## SUPPLIED DATA:
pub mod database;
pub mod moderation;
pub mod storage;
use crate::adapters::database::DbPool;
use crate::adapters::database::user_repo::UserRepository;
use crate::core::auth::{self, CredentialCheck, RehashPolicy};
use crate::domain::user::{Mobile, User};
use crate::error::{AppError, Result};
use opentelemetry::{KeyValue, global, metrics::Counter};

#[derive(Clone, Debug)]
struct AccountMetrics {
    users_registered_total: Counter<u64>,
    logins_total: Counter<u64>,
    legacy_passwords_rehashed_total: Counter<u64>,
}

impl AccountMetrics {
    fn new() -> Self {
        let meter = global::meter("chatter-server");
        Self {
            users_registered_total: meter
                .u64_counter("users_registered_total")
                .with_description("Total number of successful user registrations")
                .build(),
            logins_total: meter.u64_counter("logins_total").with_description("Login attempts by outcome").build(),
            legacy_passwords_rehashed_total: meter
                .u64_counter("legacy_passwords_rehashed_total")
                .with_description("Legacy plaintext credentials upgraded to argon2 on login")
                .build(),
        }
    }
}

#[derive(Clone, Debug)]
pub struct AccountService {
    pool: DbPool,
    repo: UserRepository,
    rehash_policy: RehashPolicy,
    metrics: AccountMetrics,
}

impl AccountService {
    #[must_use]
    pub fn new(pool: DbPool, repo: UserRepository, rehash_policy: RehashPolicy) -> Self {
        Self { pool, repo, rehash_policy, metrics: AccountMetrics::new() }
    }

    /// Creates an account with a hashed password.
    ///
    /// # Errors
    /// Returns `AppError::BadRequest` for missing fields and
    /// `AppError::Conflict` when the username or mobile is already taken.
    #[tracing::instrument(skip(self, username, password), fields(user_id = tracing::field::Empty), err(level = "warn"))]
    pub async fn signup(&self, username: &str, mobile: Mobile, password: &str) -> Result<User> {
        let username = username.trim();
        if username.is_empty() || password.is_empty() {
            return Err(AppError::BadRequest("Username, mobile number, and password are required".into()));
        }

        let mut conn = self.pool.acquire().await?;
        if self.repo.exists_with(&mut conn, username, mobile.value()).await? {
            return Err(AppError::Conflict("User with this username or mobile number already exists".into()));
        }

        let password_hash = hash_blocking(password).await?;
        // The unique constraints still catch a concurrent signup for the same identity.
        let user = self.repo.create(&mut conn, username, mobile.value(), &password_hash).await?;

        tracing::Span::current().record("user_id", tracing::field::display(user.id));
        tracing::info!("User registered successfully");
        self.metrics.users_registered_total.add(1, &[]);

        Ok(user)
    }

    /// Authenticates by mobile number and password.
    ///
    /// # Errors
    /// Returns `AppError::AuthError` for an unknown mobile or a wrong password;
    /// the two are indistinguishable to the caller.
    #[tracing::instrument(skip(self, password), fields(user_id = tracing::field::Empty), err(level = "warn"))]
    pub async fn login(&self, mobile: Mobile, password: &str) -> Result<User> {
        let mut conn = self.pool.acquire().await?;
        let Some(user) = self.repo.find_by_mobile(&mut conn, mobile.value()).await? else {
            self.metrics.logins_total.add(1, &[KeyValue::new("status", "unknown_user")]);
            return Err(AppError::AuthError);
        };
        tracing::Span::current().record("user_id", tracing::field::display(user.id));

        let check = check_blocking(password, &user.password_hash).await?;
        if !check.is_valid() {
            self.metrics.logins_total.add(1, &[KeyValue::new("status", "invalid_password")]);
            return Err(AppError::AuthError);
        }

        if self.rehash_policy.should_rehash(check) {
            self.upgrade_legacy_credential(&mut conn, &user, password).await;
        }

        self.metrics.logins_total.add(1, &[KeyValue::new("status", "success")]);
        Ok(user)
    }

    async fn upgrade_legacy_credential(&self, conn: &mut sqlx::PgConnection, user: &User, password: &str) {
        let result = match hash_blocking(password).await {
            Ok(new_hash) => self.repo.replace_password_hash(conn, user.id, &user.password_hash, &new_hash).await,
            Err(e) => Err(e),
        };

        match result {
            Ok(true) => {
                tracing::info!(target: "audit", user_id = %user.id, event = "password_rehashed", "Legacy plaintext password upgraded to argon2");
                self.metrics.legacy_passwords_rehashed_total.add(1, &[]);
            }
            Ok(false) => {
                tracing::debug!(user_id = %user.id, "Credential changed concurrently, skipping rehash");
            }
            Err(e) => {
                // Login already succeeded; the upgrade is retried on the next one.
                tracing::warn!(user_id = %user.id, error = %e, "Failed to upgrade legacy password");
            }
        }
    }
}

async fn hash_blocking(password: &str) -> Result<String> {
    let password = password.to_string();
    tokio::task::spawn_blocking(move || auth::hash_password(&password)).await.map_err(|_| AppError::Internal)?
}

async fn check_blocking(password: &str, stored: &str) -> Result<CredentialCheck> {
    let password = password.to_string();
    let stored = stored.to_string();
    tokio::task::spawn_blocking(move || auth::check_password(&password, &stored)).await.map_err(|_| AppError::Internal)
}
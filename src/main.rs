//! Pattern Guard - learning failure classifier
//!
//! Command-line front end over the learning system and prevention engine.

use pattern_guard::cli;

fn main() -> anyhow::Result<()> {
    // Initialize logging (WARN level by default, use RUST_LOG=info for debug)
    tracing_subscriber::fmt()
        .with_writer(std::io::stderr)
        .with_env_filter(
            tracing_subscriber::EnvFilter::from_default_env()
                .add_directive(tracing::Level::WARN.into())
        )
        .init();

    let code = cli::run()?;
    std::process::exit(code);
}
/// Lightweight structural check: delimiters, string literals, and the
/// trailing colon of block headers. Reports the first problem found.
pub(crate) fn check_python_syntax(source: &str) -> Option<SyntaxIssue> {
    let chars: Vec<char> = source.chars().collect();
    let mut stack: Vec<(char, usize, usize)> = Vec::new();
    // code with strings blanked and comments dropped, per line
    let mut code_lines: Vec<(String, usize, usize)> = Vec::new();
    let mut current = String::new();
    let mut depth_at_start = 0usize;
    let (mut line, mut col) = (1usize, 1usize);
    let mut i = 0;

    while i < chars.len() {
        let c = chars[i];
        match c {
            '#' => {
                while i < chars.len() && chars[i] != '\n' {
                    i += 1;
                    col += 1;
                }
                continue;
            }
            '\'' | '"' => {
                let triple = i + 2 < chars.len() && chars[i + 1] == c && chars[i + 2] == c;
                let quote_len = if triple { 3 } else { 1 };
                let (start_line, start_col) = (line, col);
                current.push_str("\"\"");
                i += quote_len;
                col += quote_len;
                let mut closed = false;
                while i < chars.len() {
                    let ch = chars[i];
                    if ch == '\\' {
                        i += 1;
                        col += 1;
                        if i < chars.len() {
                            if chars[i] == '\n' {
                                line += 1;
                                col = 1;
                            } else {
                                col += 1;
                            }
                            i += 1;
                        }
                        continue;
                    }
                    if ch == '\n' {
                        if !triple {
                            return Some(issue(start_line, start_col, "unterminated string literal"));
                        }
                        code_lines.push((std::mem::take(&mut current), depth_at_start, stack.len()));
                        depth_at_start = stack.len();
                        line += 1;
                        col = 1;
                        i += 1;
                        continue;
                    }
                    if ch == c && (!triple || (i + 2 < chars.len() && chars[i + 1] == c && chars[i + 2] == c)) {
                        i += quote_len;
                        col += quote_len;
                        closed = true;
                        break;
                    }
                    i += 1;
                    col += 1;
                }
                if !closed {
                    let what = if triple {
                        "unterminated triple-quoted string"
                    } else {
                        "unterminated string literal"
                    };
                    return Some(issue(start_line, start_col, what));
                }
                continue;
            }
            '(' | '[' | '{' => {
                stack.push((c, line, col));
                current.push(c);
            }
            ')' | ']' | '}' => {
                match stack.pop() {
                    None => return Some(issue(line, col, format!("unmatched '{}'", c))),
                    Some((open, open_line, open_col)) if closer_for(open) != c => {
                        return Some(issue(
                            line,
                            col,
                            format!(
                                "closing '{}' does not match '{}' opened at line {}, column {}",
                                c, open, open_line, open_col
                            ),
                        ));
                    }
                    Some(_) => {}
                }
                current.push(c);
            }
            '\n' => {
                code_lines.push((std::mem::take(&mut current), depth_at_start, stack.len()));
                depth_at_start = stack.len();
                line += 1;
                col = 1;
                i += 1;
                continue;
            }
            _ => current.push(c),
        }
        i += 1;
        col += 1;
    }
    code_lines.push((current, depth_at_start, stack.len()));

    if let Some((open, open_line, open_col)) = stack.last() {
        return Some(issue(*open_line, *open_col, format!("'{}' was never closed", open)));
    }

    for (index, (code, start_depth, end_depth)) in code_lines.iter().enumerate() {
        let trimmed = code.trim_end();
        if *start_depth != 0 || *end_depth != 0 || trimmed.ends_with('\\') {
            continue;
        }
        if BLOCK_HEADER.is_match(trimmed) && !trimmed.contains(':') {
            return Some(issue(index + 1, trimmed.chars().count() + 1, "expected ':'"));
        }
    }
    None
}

## PROBLEM REQUIREMENTS:
Lines in the material above that include the string "Some" should be listed.

## SOLUTION:
        let Some(user) = self.repo.find_by_mobile(&mut conn, mobile.value()).await? else {
                            return Some(issue(start_line, start_col, "unterminated string literal"));
                    return Some(issue(start_line, start_col, what));
                    None => return Some(issue(line, col, format!("unmatched '{}'", c))),
                    Some((open, open_line, open_col)) if closer_for(open) != c => {
                        return Some(issue(
                    Some(_) => {}
    if let Some((open, open_line, open_col)) = stack.last() {
        return Some(issue(*open_line, *open_col, format!("'{}' was never closed", open)));
            return Some(issue(index + 1, trimmed.chars().count() + 1, "expected ':'"));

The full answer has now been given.